The argument of the ‘imagined’ utopian society for agrarian and worker communities in a communist regime is destroyed when there was sheer scale of artificial famines perpetrated by the communist regimes along with the purge of thousands of workers as noted in the book including-

i. The Russian famine of 1921, which caused the death of five million people

ii. The murder of hundreds of thousands of rebellious workers and peasants from 1918 to 1922

iii. The deaths of 4 million Ukrainians (Holodomor) and 2 million others during the famine of 1932 and 1933

Stéphane Courtois French historian and a researcher on communist genocides writes in Black Book-

‘While names of Himmler and Eichmann are recognized around the world as bywords for twentieth century barbarism, the names of Dzerzhinsky, Yogoda and Ezhov languish in obscurity. As for Lenin, Mao, Ho Chi Minh and Stalin they have always enjoyed surprising reentrance. A French government agency the National Lottery was crazy enough to use Stalin and Mao in of the advertising campaigns. Would anyone even dare to come up the idea of featuring Hitler or Goebbs in commercials?’

While the book runs like a live horror story documented in great detail of various communist regimes Stéphane Courtois outlines essential reasons on the cover-up of criminal aspects of communisms answer which are seem relevant for our current times -

‘The fascination with the whole notion of revolution itself. In today’s world, breast-beating over the idea of ‘revolution,’ as dreamed about in the nineteenth and twentieth centuries, is far from over. The icons of revolution -- the red flag, the International, and the raised fist -- re-emerge with each social movement and on a grand scale. Che Guevara is back in fashion. Openly revolutionary groups are active and enjoy every legal right to state their views, hurling abuse on even the mildest criticisms of crimes committed by their predecessors and only too eager to spout the eternal verities regarding the ‘achievements’ of Lenin, Trotsky, or Mao. This revolutionary fervour is not embraced solely by revolutionaries. Many contributors to this book themselves used to believe in Communist propaganda.’

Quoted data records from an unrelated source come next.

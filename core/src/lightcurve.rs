//! The cleaned, time-ordered photometric series every later stage works on.
//!
//! A [`LightCurve`] is an immutable value: each preprocessing step builds a
//! new one rather than editing samples in place.  Construction enforces the
//! one invariant the rest of the crate relies on, namely that time is
//! strictly increasing.

use ndarray::{Array1, ArrayView1};

/// Offset between Barycentric Julian Date and the TESS time system (BTJD).
pub const BTJD_OFFSET: f64 = 2_457_000.0;

/// Convert an epoch quoted in BJD to BTJD.  Values that already look like
/// BTJD are returned unchanged.
pub fn to_btjd(epoch: f64) -> f64 {
    if epoch > 2_000_000.0 {
        epoch - BTJD_OFFSET
    } else {
        epoch
    }
}

/// Errors raised when a light curve would violate its invariants.
#[derive(Debug, thiserror::Error)]
pub enum LightCurveError {
    #[error("light curve has no samples")]
    Empty,

    #[error("column '{column}' has {len} samples but time has {expected}")]
    LengthMismatch {
        column: &'static str,
        expected: usize,
        len: usize,
    },

    #[error("time is not strictly increasing at sample {index} ({previous} -> {current})")]
    NotIncreasing {
        index: usize,
        previous: f64,
        current: f64,
    },

    #[error("time contains a non-finite value at sample {0}")]
    NonFiniteTime(usize),
}

/// A single-target light curve: time (BTJD days), flux, flux uncertainty and
/// the TESS quality flag for every sample.
#[derive(Clone, Debug)]
pub struct LightCurve {
    /// Catalog identifier, e.g. `"TIC 307210830"`.
    pub target: String,
    time: Array1<f64>,
    flux: Array1<f64>,
    flux_err: Array1<f64>,
    quality: Array1<u32>,
    /// Sector numbers that contributed samples.
    pub sectors: Vec<u32>,
}

impl LightCurve {
    /// Build a light curve, checking column lengths and time ordering.
    pub fn new(
        target: impl Into<String>,
        time: Array1<f64>,
        flux: Array1<f64>,
        flux_err: Array1<f64>,
        quality: Array1<u32>,
    ) -> Result<Self, LightCurveError> {
        let n = time.len();
        if n == 0 {
            return Err(LightCurveError::Empty);
        }
        for (column, len) in [("flux", flux.len()), ("flux_err", flux_err.len()), ("quality", quality.len())] {
            if len != n {
                return Err(LightCurveError::LengthMismatch {
                    column,
                    expected: n,
                    len,
                });
            }
        }
        for (i, &t) in time.iter().enumerate() {
            if !t.is_finite() {
                return Err(LightCurveError::NonFiniteTime(i));
            }
            if i > 0 && t <= time[i - 1] {
                return Err(LightCurveError::NotIncreasing {
                    index: i,
                    previous: time[i - 1],
                    current: t,
                });
            }
        }

        Ok(Self {
            target: target.into(),
            time,
            flux,
            flux_err,
            quality,
            sectors: Vec::new(),
        })
    }

    /// Convenience constructor from plain vectors with all quality flags
    /// cleared.
    pub fn from_vecs(
        target: impl Into<String>,
        time: Vec<f64>,
        flux: Vec<f64>,
        flux_err: Vec<f64>,
    ) -> Result<Self, LightCurveError> {
        let n = time.len();
        Self::new(
            target,
            Array1::from(time),
            Array1::from(flux),
            Array1::from(flux_err),
            Array1::zeros(n),
        )
    }

    pub fn with_sectors(mut self, sectors: Vec<u32>) -> Self {
        self.sectors = sectors;
        self
    }

    pub fn len(&self) -> usize {
        self.time.len()
    }

    pub fn is_empty(&self) -> bool {
        self.time.is_empty()
    }

    pub fn time(&self) -> ArrayView1<'_, f64> {
        self.time.view()
    }

    pub fn flux(&self) -> ArrayView1<'_, f64> {
        self.flux.view()
    }

    pub fn flux_err(&self) -> ArrayView1<'_, f64> {
        self.flux_err.view()
    }

    pub fn quality(&self) -> ArrayView1<'_, u32> {
        self.quality.view()
    }

    /// First and last timestamp.
    pub fn time_range(&self) -> (f64, f64) {
        (self.time[0], self.time[self.len() - 1])
    }

    /// Total time span covered, in days.
    pub fn baseline(&self) -> f64 {
        let (start, end) = self.time_range();
        end - start
    }

    /// Median spacing between consecutive samples, in days.
    pub fn median_cadence(&self) -> Option<f64> {
        let dt: Vec<f64> = self
            .time
            .windows(2)
            .into_iter()
            .map(|w| w[1] - w[0])
            .collect();
        crate::stats::median(&dt)
    }

    /// Keep only the samples whose mask entry is `true`.  Order is preserved,
    /// so the time invariant still holds.
    pub fn retain(&self, keep: &[bool]) -> Result<Self, LightCurveError> {
        let idx: Vec<usize> = keep
            .iter()
            .enumerate()
            .filter(|(_, k)| **k)
            .map(|(i, _)| i)
            .collect();
        let lc = Self::new(
            self.target.clone(),
            self.time.select(ndarray::Axis(0), &idx),
            self.flux.select(ndarray::Axis(0), &idx),
            self.flux_err.select(ndarray::Axis(0), &idx),
            self.quality.select(ndarray::Axis(0), &idx),
        )?;
        Ok(lc.with_sectors(self.sectors.clone()))
    }

    /// Replace flux and uncertainty while keeping the time axis.
    pub fn with_flux(
        &self,
        flux: Array1<f64>,
        flux_err: Array1<f64>,
    ) -> Result<Self, LightCurveError> {
        let lc = Self::new(
            self.target.clone(),
            self.time.clone(),
            flux,
            flux_err,
            self.quality.clone(),
        )?;
        Ok(lc.with_sectors(self.sectors.clone()))
    }
}

#[cfg(test)]
mod tests {
    use super::*;
    use approx::assert_relative_eq;

    #[test]
    fn rejects_unsorted_time() {
        let err = LightCurve::from_vecs("t", vec![0.0, 2.0, 1.0], vec![1.0; 3], vec![0.001; 3])
            .unwrap_err();
        assert!(matches!(err, LightCurveError::NotIncreasing { index: 2, .. }));
    }

    #[test]
    fn rejects_duplicate_time() {
        let err = LightCurve::from_vecs("t", vec![0.0, 1.0, 1.0], vec![1.0; 3], vec![0.001; 3])
            .unwrap_err();
        assert!(matches!(err, LightCurveError::NotIncreasing { .. }));
    }

    #[test]
    fn rejects_length_mismatch() {
        let err = LightCurve::from_vecs("t", vec![0.0, 1.0], vec![1.0; 3], vec![0.001; 2])
            .unwrap_err();
        assert!(matches!(err, LightCurveError::LengthMismatch { column: "flux", .. }));
    }

    #[test]
    fn rejects_empty() {
        assert!(matches!(
            LightCurve::from_vecs("t", vec![], vec![], vec![]),
            Err(LightCurveError::Empty)
        ));
    }

    #[test]
    fn retain_keeps_order_and_sectors() {
        let lc = LightCurve::from_vecs("t", vec![0.0, 1.0, 2.0, 3.0], vec![1.0, 2.0, 3.0, 4.0], vec![0.1; 4])
            .unwrap()
            .with_sectors(vec![5]);
        let kept = lc.retain(&[true, false, true, true]).unwrap();
        assert_eq!(kept.len(), 3);
        assert_eq!(kept.time().to_vec(), vec![0.0, 2.0, 3.0]);
        assert_eq!(kept.sectors, vec![5]);
    }

    #[test]
    fn baseline_and_cadence() {
        let lc = LightCurve::from_vecs("t", vec![10.0, 10.5, 11.0, 12.0], vec![1.0; 4], vec![0.1; 4]).unwrap();
        assert_relative_eq!(lc.baseline(), 2.0);
        assert_relative_eq!(lc.median_cadence().unwrap(), 0.5);
    }

    #[test]
    fn bjd_to_btjd() {
        assert_relative_eq!(to_btjd(2_458_679.0), 1679.0);
        assert_relative_eq!(to_btjd(1679.0), 1679.0);
    }
}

To the question on why at the drop of a hat communist use ‘Fascism’ to curb the ideas of their opponents Courtois writes

‘The participation of the Soviet Union in the victory over Nazism, which allowed the Communists to use fervent patriotism as a mask to conceal their latest plans to take power into their own hands. .. And they (communists) ‘played the martyr’ in order to sanctify the communist cause and to silence all criticisms of it… For communism, antifascism became a brilliant effective label that could be used to silence one’s opponent quickly.’

The perils of this doctrine has to be told and constantly told as modern day essential readings in textbooks, not just as oblique references here and there .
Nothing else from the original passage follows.